--- MATERIAL TO PROCESS ---

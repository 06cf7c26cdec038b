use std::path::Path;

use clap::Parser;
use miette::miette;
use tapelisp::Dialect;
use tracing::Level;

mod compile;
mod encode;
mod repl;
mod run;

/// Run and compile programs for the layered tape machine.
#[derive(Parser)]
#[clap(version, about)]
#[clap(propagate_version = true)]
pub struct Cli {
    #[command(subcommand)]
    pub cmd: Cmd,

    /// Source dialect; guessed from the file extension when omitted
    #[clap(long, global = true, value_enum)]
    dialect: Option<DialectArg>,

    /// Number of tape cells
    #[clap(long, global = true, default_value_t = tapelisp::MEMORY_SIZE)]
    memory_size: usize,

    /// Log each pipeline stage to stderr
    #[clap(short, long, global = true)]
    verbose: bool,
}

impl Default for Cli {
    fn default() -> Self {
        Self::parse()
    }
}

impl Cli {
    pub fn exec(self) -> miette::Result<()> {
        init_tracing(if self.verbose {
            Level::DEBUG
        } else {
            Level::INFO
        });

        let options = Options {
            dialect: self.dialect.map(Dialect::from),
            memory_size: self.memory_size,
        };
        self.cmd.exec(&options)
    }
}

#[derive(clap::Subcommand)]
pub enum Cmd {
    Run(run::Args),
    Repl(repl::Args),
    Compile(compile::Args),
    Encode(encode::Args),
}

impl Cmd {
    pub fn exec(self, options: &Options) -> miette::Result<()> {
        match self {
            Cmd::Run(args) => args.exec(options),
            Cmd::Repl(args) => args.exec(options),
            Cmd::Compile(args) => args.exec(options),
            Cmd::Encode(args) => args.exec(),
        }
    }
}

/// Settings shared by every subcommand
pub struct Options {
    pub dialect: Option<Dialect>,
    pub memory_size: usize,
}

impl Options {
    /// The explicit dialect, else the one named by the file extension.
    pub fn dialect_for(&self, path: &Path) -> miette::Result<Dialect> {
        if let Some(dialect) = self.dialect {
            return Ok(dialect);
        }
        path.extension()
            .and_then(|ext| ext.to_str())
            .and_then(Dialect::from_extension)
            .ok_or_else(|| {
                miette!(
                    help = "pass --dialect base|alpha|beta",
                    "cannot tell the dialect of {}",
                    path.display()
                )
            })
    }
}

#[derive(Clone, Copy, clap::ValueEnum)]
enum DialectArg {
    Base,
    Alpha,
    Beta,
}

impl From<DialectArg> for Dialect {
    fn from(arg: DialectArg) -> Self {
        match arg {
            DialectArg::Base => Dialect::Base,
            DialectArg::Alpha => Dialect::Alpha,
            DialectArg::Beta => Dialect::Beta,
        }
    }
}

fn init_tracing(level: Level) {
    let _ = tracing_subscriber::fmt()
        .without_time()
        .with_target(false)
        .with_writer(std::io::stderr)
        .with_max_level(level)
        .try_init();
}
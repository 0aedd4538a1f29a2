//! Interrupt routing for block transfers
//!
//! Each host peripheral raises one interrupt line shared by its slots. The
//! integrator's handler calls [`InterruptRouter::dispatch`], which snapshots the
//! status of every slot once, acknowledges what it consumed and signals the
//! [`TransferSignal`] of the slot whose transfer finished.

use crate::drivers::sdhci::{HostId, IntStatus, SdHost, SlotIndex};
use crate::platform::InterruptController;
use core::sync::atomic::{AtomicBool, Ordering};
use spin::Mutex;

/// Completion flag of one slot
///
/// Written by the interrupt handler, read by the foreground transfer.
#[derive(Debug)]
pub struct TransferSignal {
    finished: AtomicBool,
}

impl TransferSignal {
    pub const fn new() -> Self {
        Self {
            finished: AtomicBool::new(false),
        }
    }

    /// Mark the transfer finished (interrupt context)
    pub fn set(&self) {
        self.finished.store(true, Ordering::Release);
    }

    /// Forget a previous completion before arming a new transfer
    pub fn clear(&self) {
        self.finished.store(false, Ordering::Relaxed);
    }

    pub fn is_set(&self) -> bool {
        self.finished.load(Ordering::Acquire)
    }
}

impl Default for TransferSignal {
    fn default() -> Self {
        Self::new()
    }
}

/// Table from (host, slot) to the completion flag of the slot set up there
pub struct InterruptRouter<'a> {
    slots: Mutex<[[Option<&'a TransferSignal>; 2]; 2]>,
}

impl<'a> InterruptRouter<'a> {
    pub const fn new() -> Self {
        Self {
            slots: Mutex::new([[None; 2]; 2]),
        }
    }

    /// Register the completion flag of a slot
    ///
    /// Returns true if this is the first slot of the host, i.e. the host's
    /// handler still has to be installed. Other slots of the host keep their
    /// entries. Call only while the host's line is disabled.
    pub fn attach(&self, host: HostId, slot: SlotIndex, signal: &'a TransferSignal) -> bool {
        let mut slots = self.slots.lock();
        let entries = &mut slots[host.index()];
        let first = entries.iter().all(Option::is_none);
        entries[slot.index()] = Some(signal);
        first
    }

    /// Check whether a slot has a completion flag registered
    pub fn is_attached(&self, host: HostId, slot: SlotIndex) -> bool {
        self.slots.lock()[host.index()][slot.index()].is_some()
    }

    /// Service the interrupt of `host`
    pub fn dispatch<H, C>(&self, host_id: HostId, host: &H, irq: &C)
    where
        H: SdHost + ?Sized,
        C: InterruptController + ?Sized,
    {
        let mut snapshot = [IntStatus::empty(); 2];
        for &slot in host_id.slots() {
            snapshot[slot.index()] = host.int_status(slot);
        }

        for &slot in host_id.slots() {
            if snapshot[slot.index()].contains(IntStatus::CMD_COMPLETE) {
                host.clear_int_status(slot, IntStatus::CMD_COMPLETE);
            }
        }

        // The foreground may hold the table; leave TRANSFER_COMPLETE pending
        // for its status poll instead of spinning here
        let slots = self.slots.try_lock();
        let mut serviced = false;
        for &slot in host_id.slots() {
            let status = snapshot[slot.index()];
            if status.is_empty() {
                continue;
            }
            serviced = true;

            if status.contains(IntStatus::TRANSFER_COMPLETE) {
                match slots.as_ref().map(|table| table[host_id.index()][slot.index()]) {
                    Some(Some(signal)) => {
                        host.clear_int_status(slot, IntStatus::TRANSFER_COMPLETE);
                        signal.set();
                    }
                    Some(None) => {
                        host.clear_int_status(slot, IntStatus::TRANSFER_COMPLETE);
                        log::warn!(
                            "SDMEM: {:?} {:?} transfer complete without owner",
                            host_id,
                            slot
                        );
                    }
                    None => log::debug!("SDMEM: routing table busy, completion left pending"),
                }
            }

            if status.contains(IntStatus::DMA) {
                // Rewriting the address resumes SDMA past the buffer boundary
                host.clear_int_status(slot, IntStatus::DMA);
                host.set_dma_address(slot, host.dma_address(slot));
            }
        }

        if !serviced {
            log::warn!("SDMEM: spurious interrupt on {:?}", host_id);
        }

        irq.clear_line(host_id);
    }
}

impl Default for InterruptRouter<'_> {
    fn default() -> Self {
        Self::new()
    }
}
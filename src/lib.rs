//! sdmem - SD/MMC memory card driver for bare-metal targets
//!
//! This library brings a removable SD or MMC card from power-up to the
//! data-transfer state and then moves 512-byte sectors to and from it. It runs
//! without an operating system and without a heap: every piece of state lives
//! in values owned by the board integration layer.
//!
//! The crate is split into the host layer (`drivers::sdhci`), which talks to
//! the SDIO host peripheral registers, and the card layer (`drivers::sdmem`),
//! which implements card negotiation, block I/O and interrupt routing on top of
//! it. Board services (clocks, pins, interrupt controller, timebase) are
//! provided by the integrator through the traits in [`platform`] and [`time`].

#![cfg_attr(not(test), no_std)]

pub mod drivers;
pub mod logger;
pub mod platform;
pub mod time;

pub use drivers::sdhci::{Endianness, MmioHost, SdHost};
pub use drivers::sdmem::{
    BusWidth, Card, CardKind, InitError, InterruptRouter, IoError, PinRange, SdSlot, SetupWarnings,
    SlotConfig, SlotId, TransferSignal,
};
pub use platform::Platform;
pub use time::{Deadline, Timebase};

---

WORK REQUIRED: Some lines above contain the word "Result". Copy each of them.

RESPONSE TO THIS TASK:
    pub fn exec(self) -> miette::Result<()> {
    pub fn exec(self, options: &Options) -> miette::Result<()> {
    pub fn dialect_for(&self, path: &Path) -> miette::Result<Dialect> {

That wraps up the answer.